impl CatalogClientBuilder {
    /// Set the client-credentials pair used for token resolution.
    pub fn credentials(mut self, client_id: impl Into<String>, client_secret: impl Into<String>) -> Self {
        self.credentials = Some((client_id.into(), client_secret.into()));
        self
    }

    /// Set a custom API base URL (useful for testing with mock servers).
    pub fn base_url(mut self, url: impl Into<String>) -> Self {
        self.base_url = url.into().trim_end_matches('/').to_string();
        self
    }

    /// Set a custom token endpoint (useful for testing).
    pub fn auth_url(mut self, url: impl Into<String>) -> Self {
        self.auth_url = url.into();
        self
    }

    pub fn market(mut self, market: impl Into<String>) -> Self {
        self.market = market.into();
        self
    }

    pub fn min_popularity(mut self, floor: u32) -> Self {
        self.min_popularity = floor;
        self
    }

    pub fn track_cache_ttl(mut self, ttl: Duration) -> Self {
        self.track_cache_ttl = ttl;
        self
    }

    pub fn timeout(mut self, timeout: Duration) -> Self {
        self.timeout = timeout;
        self
    }

    /// Build the catalog client.
    pub fn build(self) -> Result<CatalogClient> {
        let client = Client::builder()
            .timeout(self.timeout)
            .user_agent(USER_AGENT)
            .build()?;

        Ok(CatalogClient {
            client,
            base_url: self.base_url,
            auth_url: self.auth_url,
            credentials: self.credentials,
            market: self.market,
            min_popularity: self.min_popularity,
            track_cache_ttl: self.track_cache_ttl,
            token: Mutex::new(None),
            playlist_ids: Mutex::new(HashMap::new()),
            track_cache: Mutex::new(HashMap::new()),
        })
    }
}
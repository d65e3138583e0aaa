// SPDX-License-Identifier: GPL-3.0-or-later

//! Genre presets: the search terms fed to the catalog and the "golden age"
//! year range each genre defaults to.

/// A selectable genre with its catalog query terms and default year range.
#[derive(Debug, Clone, Copy, PartialEq, Eq)]
pub struct GenrePreset {
    pub name: &'static str,
    /// Search terms passed to the catalog; empty means no genre filter.
    pub query: &'static str,
    pub start_year: i32,
    pub end_year: i32,
}

pub const GENRES: &[GenrePreset] = &[
    GenrePreset {
        name: "All Genres",
        query: "",
        start_year: 1995,
        end_year: 2020,
    },
    GenrePreset {
        name: "Pop",
        query: "pop",
        start_year: 1985,
        end_year: 2000,
    },
    GenrePreset {
        name: "Rock",
        query: "rock",
        start_year: 1968,
        end_year: 1985,
    },
    GenrePreset {
        name: "Hip-Hop",
        query: "hip hop rap",
        start_year: 1994,
        end_year: 2009,
    },
    GenrePreset {
        name: "R&B",
        query: "r&b soul",
        start_year: 1990,
        end_year: 2005,
    },
    GenrePreset {
        name: "Electronic",
        query: "electronic dance edm",
        start_year: 1998,
        end_year: 2013,
    },
    GenrePreset {
        name: "Country",
        query: "country",
        start_year: 1990,
        end_year: 2005,
    },
    GenrePreset {
        name: "Alternative",
        query: "alternative indie",
        start_year: 1991,
        end_year: 2006,
    },
    GenrePreset {
        name: "Metal",
        query: "metal heavy",
        start_year: 1983,
        end_year: 1998,
    },
    GenrePreset {
        name: "Disco/Funk",
        query: "disco funk",
        start_year: 1975,
        end_year: 1985,
    },
    GenrePreset {
        name: "80s",
        query: "80s hits",
        start_year: 1980,
        end_year: 1989,
    },
];

/// Looks up a preset by its display name (case-insensitive).
pub fn find_genre(name: &str) -> Option<&'static GenrePreset> {
    GENRES
        .iter()
        .find(|preset| preset.name.eq_ignore_ascii_case(name))
}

= = = = = = =

Task item: Could you restate every record above word for word?

Response area:
impl CatalogClientBuilder {
    /// Set the client-credentials pair used for token resolution.
    pub fn credentials(mut self, client_id: impl Into<String>, client_secret: impl Into<String>) -> Self {
        self.credentials = Some((client_id.into(), client_secret.into()));
        self
    }

    /// Set a custom API base URL (useful for testing with mock servers).
    pub fn base_url(mut self, url: impl Into<String>) -> Self {
        self.base_url = url.into().trim_end_matches('/').to_string();
        self
    }

    /// Set a custom token endpoint (useful for testing).
    pub fn auth_url(mut self, url: impl Into<String>) -> Self {
        self.auth_url = url.into();
        self
    }

    pub fn market(mut self, market: impl Into<String>) -> Self {
        self.market = market.into();
        self
    }

    pub fn min_popularity(mut self, floor: u32) -> Self {
        self.min_popularity = floor;
        self
    }

    pub fn track_cache_ttl(mut self, ttl: Duration) -> Self {
        self.track_cache_ttl = ttl;
        self
    }

    pub fn timeout(mut self, timeout: Duration) -> Self {
        self.timeout = timeout;
        self
    }

    /// Build the catalog client.
    pub fn build(self) -> Result<CatalogClient> {
        let client = Client::builder()
            .timeout(self.timeout)
            .user_agent(USER_AGENT)
            .build()?;

        Ok(CatalogClient {
            client,
            base_url: self.base_url,
            auth_url: self.auth_url,
            credentials: self.credentials,
            market: self.market,
            min_popularity: self.min_popularity,
            track_cache_ttl: self.track_cache_ttl,
            token: Mutex::new(None),
            playlist_ids: Mutex::new(HashMap::new()),
            track_cache: Mutex::new(HashMap::new()),
        })
    }
}
repository d65e3138583e0aaa
// SPDX-License-Identifier: GPL-3.0-or-later

//! Genre presets: the search terms fed to the catalog and the "golden age"
//! year range each genre defaults to.

/// A selectable genre with its catalog query terms and default year range.
#[derive(Debug, Clone, Copy, PartialEq, Eq)]
pub struct GenrePreset {
    pub name: &'static str,
    /// Search terms passed to the catalog; empty means no genre filter.
    pub query: &'static str,
    pub start_year: i32,
    pub end_year: i32,
}

pub const GENRES: &[GenrePreset] = &[
    GenrePreset {
        name: "All Genres",
        query: "",
        start_year: 1995,
        end_year: 2020,
    },
    GenrePreset {
        name: "Pop",
        query: "pop",
        start_year: 1985,
        end_year: 2000,
    },
    GenrePreset {
        name: "Rock",
        query: "rock",
        start_year: 1968,
        end_year: 1985,
    },
    GenrePreset {
        name: "Hip-Hop",
        query: "hip hop rap",
        start_year: 1994,
        end_year: 2009,
    },
    GenrePreset {
        name: "R&B",
        query: "r&b soul",
        start_year: 1990,
        end_year: 2005,
    },
    GenrePreset {
        name: "Electronic",
        query: "electronic dance edm",
        start_year: 1998,
        end_year: 2013,
    },
    GenrePreset {
        name: "Country",
        query: "country",
        start_year: 1990,
        end_year: 2005,
    },
    GenrePreset {
        name: "Alternative",
        query: "alternative indie",
        start_year: 1991,
        end_year: 2006,
    },
    GenrePreset {
        name: "Metal",
        query: "metal heavy",
        start_year: 1983,
        end_year: 1998,
    },
    GenrePreset {
        name: "Disco/Funk",
        query: "disco funk",
        start_year: 1975,
        end_year: 1985,
    },
    GenrePreset {
        name: "80s",
        query: "80s hits",
        start_year: 1980,
        end_year: 1989,
    },
];

/// Looks up a preset by its display name (case-insensitive).
pub fn find_genre(name: &str) -> Option<&'static GenrePreset> {
    GENRES
        .iter()
        .find(|preset| preset.name.eq_ignore_ascii_case(name))
}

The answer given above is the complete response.